Things you shouldn’t do when making plans with close friends you’ve known for a long time:
- Constantly giving us last minute cancellations on plans we all have been making for weeks, sometimes months in advance while continuously talking about these plans throughout is absolute swill. Nothing less, nothing more, just swill.
- A last minute cancellation to go hang out with another friend or group of friends with which you didn’t make difinitive plans is not at all a good reason for your sudden cancellation. If your mother fell down the stairs, or you broke your leg, or are spewing from both ends and therefore cannot leave your porcelain throne then you have a good reason. And if you have indeed made plans with these other people, then is it not courteous to say you already have plans instead of making plans to which you will not commit with us?

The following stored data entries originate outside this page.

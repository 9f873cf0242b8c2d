//! CAD Kernel trait definitions
//!
//! These traits define the interface that all geometry kernels must implement.
//! Solids are opaque handles; the geometry behind them lives in the kernel that
//! created them.

use glam::{DVec2, DVec3};
use serde::{Deserialize, Serialize};
use thiserror::Error;
use uuid::Uuid;

/// Axis-aligned bounding box
#[derive(Debug, Clone, Copy, PartialEq, Serialize, Deserialize)]
pub struct BoundingBox {
    /// Minimum corner
    pub min: DVec3,
    /// Maximum corner
    pub max: DVec3,
}

impl BoundingBox {
    /// Create a bounding box from two corners (in any order)
    pub fn new(a: DVec3, b: DVec3) -> Self {
        Self {
            min: a.min(b),
            max: a.max(b),
        }
    }

    /// Smallest box enclosing all points, `None` for an empty iterator
    pub fn from_points(points: impl IntoIterator<Item = DVec3>) -> Option<Self> {
        let mut points = points.into_iter();
        let first = points.next()?;
        Some(points.fold(Self::new(first, first), |bounds, p| Self {
            min: bounds.min.min(p),
            max: bounds.max.max(p),
        }))
    }

    /// Extent along each axis
    pub fn size(&self) -> DVec3 {
        self.max - self.min
    }

    /// Center point
    pub fn center(&self) -> DVec3 {
        (self.min + self.max) * 0.5
    }

    /// Smallest box enclosing both boxes
    pub fn union(&self, other: &Self) -> Self {
        Self {
            min: self.min.min(other.min),
            max: self.max.max(other.max),
        }
    }

    /// Overlap of both boxes, `None` when they are disjoint
    pub fn intersection(&self, other: &Self) -> Option<Self> {
        let min = self.min.max(other.min);
        let max = self.max.min(other.max);
        min.cmple(max).all().then_some(Self { min, max })
    }

    /// Whether the point lies inside or on the box
    pub fn contains(&self, point: DVec3) -> bool {
        self.min.cmple(point).all() && point.cmple(self.max).all()
    }

    /// The eight corners of the box
    pub fn corners(&self) -> [DVec3; 8] {
        let (a, b) = (self.min, self.max);
        [
            DVec3::new(a.x, a.y, a.z),
            DVec3::new(b.x, a.y, a.z),
            DVec3::new(b.x, b.y, a.z),
            DVec3::new(a.x, b.y, a.z),
            DVec3::new(a.x, a.y, b.z),
            DVec3::new(b.x, a.y, b.z),
            DVec3::new(b.x, b.y, b.z),
            DVec3::new(a.x, b.y, b.z),
        ]
    }
}

/// Error type for CAD kernel operations
#[derive(Debug, Clone, Error)]
pub enum CadError {
    #[error("Invalid profile: {0}")]
    InvalidProfile(String),

    #[error("Invalid dimension: {0}")]
    InvalidDimension(String),

    #[error("Boolean operation failed: {0}")]
    BooleanFailed(String),

    #[error("Solid not found: {0}")]
    SolidNotFound(Uuid),

    #[error("Tessellation failed: {0}")]
    TessellationFailed(String),

    #[error("Kernel not available: {0}")]
    KernelNotAvailable(String),

    #[error("Operation failed: {0}")]
    OperationFailed(String),
}

/// Result type for CAD operations
pub type CadResult<T> = Result<T, CadError>;

/// A tessellated mesh output from the CAD kernel
#[derive(Debug, Clone, Default)]
pub struct TessellatedMesh {
    /// Vertex positions (3 floats per vertex)
    pub vertices: Vec<[f32; 3]>,
    /// Vertex normals (3 floats per vertex)
    pub normals: Vec<[f32; 3]>,
    /// Triangle indices (3 indices per triangle)
    pub indices: Vec<u32>,
}

impl TessellatedMesh {
    /// Create an empty tessellated mesh
    pub fn new() -> Self {
        Self::default()
    }

    /// Check if the mesh is empty
    pub fn is_empty(&self) -> bool {
        self.vertices.is_empty()
    }

    /// Get the number of triangles
    pub fn triangle_count(&self) -> usize {
        self.indices.len() / 3
    }
}

/// A 2D wire (closed loop of edges) used as an extrusion or revolve profile
#[derive(Debug, Clone, PartialEq, Serialize, Deserialize)]
pub struct Wire2D {
    /// Points defining the wire (in order)
    pub points: Vec<DVec2>,
    /// Whether the wire is closed
    pub closed: bool,
}

impl Wire2D {
    /// Create a new wire from points
    pub fn new(points: Vec<DVec2>, closed: bool) -> Self {
        Self { points, closed }
    }

    /// Create a rectangle wire
    pub fn rectangle(center: DVec2, width: f64, height: f64) -> Self {
        let hw = width / 2.0;
        let hh = height / 2.0;
        Self::new(
            vec![
                center + DVec2::new(-hw, -hh),
                center + DVec2::new(hw, -hh),
                center + DVec2::new(hw, hh),
                center + DVec2::new(-hw, hh),
            ],
            true,
        )
    }

    /// Create a circle wire (approximated with segments)
    pub fn circle(center: DVec2, radius: f64, segments: u32) -> Self {
        let points: Vec<DVec2> = (0..segments)
            .map(|i| {
                let angle = (f64::from(i) / f64::from(segments)) * std::f64::consts::TAU;
                center + DVec2::new(angle.cos() * radius, angle.sin() * radius)
            })
            .collect();
        Self::new(points, true)
    }

    /// Create a plus-shaped wire: two bars of `arm_width` crossing at
    /// `center`, each `span` long
    pub fn cross(center: DVec2, arm_width: f64, span: f64) -> Self {
        let w = arm_width / 2.0;
        let s = span / 2.0;
        let corners = [
            (w, -s),
            (w, -w),
            (s, -w),
            (s, w),
            (w, w),
            (w, s),
            (-w, s),
            (-w, w),
            (-s, w),
            (-s, -w),
            (-w, -w),
            (-w, -s),
        ];
        Self::new(
            corners
                .iter()
                .map(|&(x, y)| center + DVec2::new(x, y))
                .collect(),
            true,
        )
    }

    /// Closed wires with at least three points can bound a face
    pub fn is_valid_profile(&self) -> bool {
        self.closed && self.points.len() >= 3
    }
}

/// A 2D drawing plane embedded in 3D space
#[derive(Debug, Clone, Copy, PartialEq, Serialize, Deserialize)]
pub struct SketchPlane {
    /// Plane origin in world coordinates
    pub origin: DVec3,
    /// Direction of the local X axis (unit length)
    pub x_axis: DVec3,
    /// Direction of the local Y axis (unit length, perpendicular to X)
    pub y_axis: DVec3,
}

impl SketchPlane {
    /// Create a plane from an origin and two in-plane directions.
    ///
    /// The Y direction is re-orthogonalized against X.
    pub fn new(origin: DVec3, x_axis: DVec3, y_axis: DVec3) -> Self {
        let x_axis = x_axis.normalize();
        let y_axis = (y_axis - x_axis * y_axis.dot(x_axis)).normalize();
        Self {
            origin,
            x_axis,
            y_axis,
        }
    }

    /// Horizontal plane at height `z`, normal pointing up
    pub fn xy(z: f64) -> Self {
        Self::new(DVec3::new(0.0, 0.0, z), DVec3::X, DVec3::Y)
    }

    /// Vertical plane through the origin holding the X and Z axes
    pub fn xz() -> Self {
        Self::new(DVec3::ZERO, DVec3::X, DVec3::Z)
    }

    /// Plane normal (X cross Y)
    pub fn normal(&self) -> DVec3 {
        self.x_axis.cross(self.y_axis)
    }

    /// Map a point in plane coordinates to world coordinates
    pub fn to_world(&self, point: DVec2) -> DVec3 {
        self.origin + self.x_axis * point.x + self.y_axis * point.y
    }

    /// Map a world point to (in-plane coordinates, height above the plane)
    pub fn to_local(&self, point: DVec3) -> (DVec2, f64) {
        let d = point - self.origin;
        (
            DVec2::new(d.dot(self.x_axis), d.dot(self.y_axis)),
            d.dot(self.normal()),
        )
    }
}

/// A 3D solid body.
///
/// This is a handle: the kernel that created it owns the geometry. Handles are
/// deliberately not `Clone`; operations that combine solids take them by value
/// so an intermediate result can only be used once.
#[derive(Debug, PartialEq, Eq, Hash)]
pub struct Solid {
    id: Uuid,
}

impl Solid {
    /// Create a new solid handle with the given ID
    pub fn new(id: Uuid) -> Self {
        Self { id }
    }

    /// Identifier of the geometry inside the owning kernel
    pub fn id(&self) -> Uuid {
        self.id
    }
}

/// Axis definition for revolve and rotate operations
#[derive(Debug, Clone, Copy, Serialize, Deserialize)]
pub struct Axis3D {
    /// Origin point of the axis
    pub origin: DVec3,
    /// Direction of the axis (normalized)
    pub direction: DVec3,
}

impl Axis3D {
    /// Create an axis from origin and direction
    pub fn new(origin: DVec3, direction: DVec3) -> Self {
        Self {
            origin,
            direction: direction.normalize(),
        }
    }

    /// X axis at origin
    pub fn x() -> Self {
        Self::new(DVec3::ZERO, DVec3::X)
    }

    /// Y axis at origin
    pub fn y() -> Self {
        Self::new(DVec3::ZERO, DVec3::Y)
    }

    /// Z axis at origin
    pub fn z() -> Self {
        Self::new(DVec3::ZERO, DVec3::Z)
    }
}

/// Boolean operation type
#[derive(Debug, Clone, Copy, PartialEq, Eq, Serialize, Deserialize)]
pub enum BooleanType {
    /// Union (add)
    Union,
    /// Subtraction (cut)
    Subtract,
    /// Intersection (common)
    Intersect,
}

/// The main CAD kernel trait
///
/// Implementations of this trait provide the actual geometry operations
/// using different backends (CSG tree, Truck, ...).
pub trait CadKernel: Send + Sync {
    /// Get the name of this kernel
    fn name(&self) -> &str;

    /// Check if the kernel is available
    fn is_available(&self) -> bool;

    /// Extrude a closed 2D profile along the plane normal
    ///
    /// # Arguments
    /// * `profile` - The 2D wire profile to extrude
    /// * `plane` - The plane the profile is drawn in
    /// * `distance` - The extrusion distance along the plane normal
    fn extrude(&self, profile: &Wire2D, plane: &SketchPlane, distance: f64) -> CadResult<Solid>;

    /// Revolve a closed 2D profile around an axis lying in its plane
    ///
    /// # Arguments
    /// * `profile` - The 2D wire profile to revolve
    /// * `plane` - The plane the profile is drawn in
    /// * `axis` - The rotation axis
    /// * `angle` - The rotation angle in radians
    fn revolve(
        &self,
        profile: &Wire2D,
        plane: &SketchPlane,
        axis: &Axis3D,
        angle: f64,
    ) -> CadResult<Solid>;

    /// Perform a boolean operation on two solids
    ///
    /// # Arguments
    /// * `a` - The first solid
    /// * `b` - The second solid
    /// * `op` - The boolean operation type
    fn boolean(&self, a: &Solid, b: &Solid, op: BooleanType) -> CadResult<Solid>;

    /// Translated copy of a solid
    fn translate(&self, solid: &Solid, offset: DVec3) -> CadResult<Solid>;

    /// Rotated copy of a solid
    fn rotate(&self, solid: &Solid, axis: &Axis3D, angle: f64) -> CadResult<Solid>;

    /// Tessellate a solid into triangles
    ///
    /// # Arguments
    /// * `solid` - The solid to tessellate
    /// * `tolerance` - The tessellation tolerance (lower = more triangles)
    fn tessellate(&self, solid: &Solid, tolerance: f64) -> CadResult<TessellatedMesh>;

    /// Create a box primitive
    fn create_box(&self, center: DVec3, size: DVec3) -> CadResult<Solid>;

    /// Create a cylinder primitive centered on `center` along `axis`
    ///
    /// `segments` is the facet count used when the backend approximates the
    /// round surface.
    fn create_cylinder(
        &self,
        center: DVec3,
        radius: f64,
        height: f64,
        axis: DVec3,
        segments: u32,
    ) -> CadResult<Solid>;

    // ========== Query Methods ==========

    /// Axis-aligned bounds of a solid
    fn bounding_box(&self, solid: &Solid) -> CadResult<BoundingBox>;

    /// Point membership classification (boundary points count as inside)
    fn contains_point(&self, solid: &Solid, point: DVec3) -> CadResult<bool>;

    /// Drop the kernel's storage for a solid that is no longer needed
    fn release(&self, solid: Solid);

    // ========== Consuming Helpers ==========

    /// Union two solids, consuming both handles
    fn fuse(&self, a: Solid, b: Solid) -> CadResult<Solid> {
        let result = self.boolean(&a, &b, BooleanType::Union);
        self.release(a);
        self.release(b);
        result
    }

    /// Subtract `tool` from `target`, consuming both handles
    fn cut(&self, target: Solid, tool: Solid) -> CadResult<Solid> {
        let result = self.boolean(&target, &tool, BooleanType::Subtract);
        self.release(target);
        self.release(tool);
        result
    }

    /// Move a solid, consuming the original handle
    fn moved(&self, solid: Solid, offset: DVec3) -> CadResult<Solid> {
        let result = self.translate(&solid, offset);
        self.release(solid);
        result
    }

    /// Rotate a solid, consuming the original handle
    fn turned(&self, solid: Solid, axis: &Axis3D, angle: f64) -> CadResult<Solid> {
        let result = self.rotate(&solid, axis, angle);
        self.release(solid);
        result
    }
}

/// A null kernel that always returns errors (used when no kernel is available)
#[derive(Debug, Default)]
pub struct NullKernel;

impl NullKernel {
    fn unavailable<T>() -> CadResult<T> {
        Err(CadError::KernelNotAvailable(
            "No CAD kernel available".into(),
        ))
    }
}

impl CadKernel for NullKernel {
    fn name(&self) -> &str {
        "null"
    }

    fn is_available(&self) -> bool {
        false
    }

    fn extrude(&self, _profile: &Wire2D, _plane: &SketchPlane, _distance: f64) -> CadResult<Solid> {
        Self::unavailable()
    }

    fn revolve(
        &self,
        _profile: &Wire2D,
        _plane: &SketchPlane,
        _axis: &Axis3D,
        _angle: f64,
    ) -> CadResult<Solid> {
        Self::unavailable()
    }

    fn boolean(&self, _a: &Solid, _b: &Solid, _op: BooleanType) -> CadResult<Solid> {
        Self::unavailable()
    }

    fn translate(&self, _solid: &Solid, _offset: DVec3) -> CadResult<Solid> {
        Self::unavailable()
    }

    fn rotate(&self, _solid: &Solid, _axis: &Axis3D, _angle: f64) -> CadResult<Solid> {
        Self::unavailable()
    }

    fn tessellate(&self, _solid: &Solid, _tolerance: f64) -> CadResult<TessellatedMesh> {
        Self::unavailable()
    }

    fn create_box(&self, _center: DVec3, _size: DVec3) -> CadResult<Solid> {
        Self::unavailable()
    }

    fn create_cylinder(
        &self,
        _center: DVec3,
        _radius: f64,
        _height: f64,
        _axis: DVec3,
        _segments: u32,
    ) -> CadResult<Solid> {
        Self::unavailable()
    }

    fn bounding_box(&self, _solid: &Solid) -> CadResult<BoundingBox> {
        Self::unavailable()
    }

    fn contains_point(&self, _solid: &Solid, _point: DVec3) -> CadResult<bool> {
        Self::unavailable()
    }

    fn release(&self, _solid: Solid) {}
}

/// Get the default CAD kernel based on available features
pub fn default_kernel() -> Box<dyn CadKernel> {
    #[cfg(feature = "truck")]
    {
        Box::new(super::TruckKernel::new())
    }

    #[cfg(not(feature = "truck"))]
    {
        Box::new(super::CsgKernel::new())
    }
}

- Not telling friends with which plans are made that you’re not going. Oh yes. Instead, one of us have to keep asking to make sure, pinpointing the exact time and location and date of said plans. Then, she will slip up, weakly stating “was it not this day rather than this day?” It’s a shoddy ability to lie each time since we are all primarily fond of texting and messaging each other dates and times. Often. Sometimes daily. If you can read then you know when and where we were all supposed to meet. We truly make our plans watertight yet this droplet manages to trickle out through a slit she hacked open, attempting to convince us that the slit was already there.

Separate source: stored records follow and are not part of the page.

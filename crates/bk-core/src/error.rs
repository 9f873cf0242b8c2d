//! Brick construction errors

use bk_cad::CadError;
use thiserror::Error;

/// Errors raised while deriving dimensions or building a brick
#[derive(Debug, Clone, Error)]
pub enum BrickError {
    /// Rejected before any geometry is built
    #[error("Invalid parameter `{parameter}`: {reason}")]
    InvalidParameter {
        parameter: &'static str,
        reason: String,
    },

    /// A requested feature would have zero or negative extent
    #[error("Degenerate geometry in {feature}: {reason}")]
    DegenerateGeometry {
        feature: &'static str,
        reason: String,
    },

    /// The geometry kernel rejected an operation
    #[error("Kernel failure in {feature}: {source}")]
    KernelFailure {
        feature: &'static str,
        #[source]
        source: CadError,
    },
}

impl BrickError {
    pub fn invalid(parameter: &'static str, reason: impl Into<String>) -> Self {
        Self::InvalidParameter {
            parameter,
            reason: reason.into(),
        }
    }

    pub fn degenerate(feature: &'static str, reason: impl Into<String>) -> Self {
        Self::DegenerateGeometry {
            feature,
            reason: reason.into(),
        }
    }

    pub fn kernel(feature: &'static str, source: CadError) -> Self {
        Self::KernelFailure { feature, source }
    }

    /// Parameter or feature the error refers to
    pub fn subject(&self) -> &'static str {
        match self {
            Self::InvalidParameter { parameter, .. } => parameter,
            Self::DegenerateGeometry { feature, .. } | Self::KernelFailure { feature, .. } => {
                feature
            }
        }
    }
}

/// Result type for brick operations
pub type BrickResult<T> = Result<T, BrickError>;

- When multiple friends, including ones who hardly ever speak up, have deep discussions with you about how rude it is to do what you do (the cancellations for other people, the lying that’s not even very good) and you still keep doing it… It isn’t even entirely your fault anymore.
This has been going on since fall of last year. We have had discussions with her about it, big ones. I think it’s time we stop expecting so much from someone who used to be a little more considerate and a lot more honest. It’s time for us to wisen up and realize that she’s not going to change any time soon. She has other friends that she has obviously proven time and time again she likes the company of much more. Time for us to stop attempting to make plans with someone who has no intention of keeping them. I’m hardly even mad about it lately, just sorely disappointed.
Well, we will give you what you want. Enjoy the solid, continuous company of your other friends. We are not your plan B. We are not your backup like a little morning-after pill when your condom breaks. When your plans fall through and you’re feeling lonely we simply won’t be there to give you a “second-rate” time. Maybe in return you will wisen up.
But I sure as hell am not waiting around to rely on that outcome.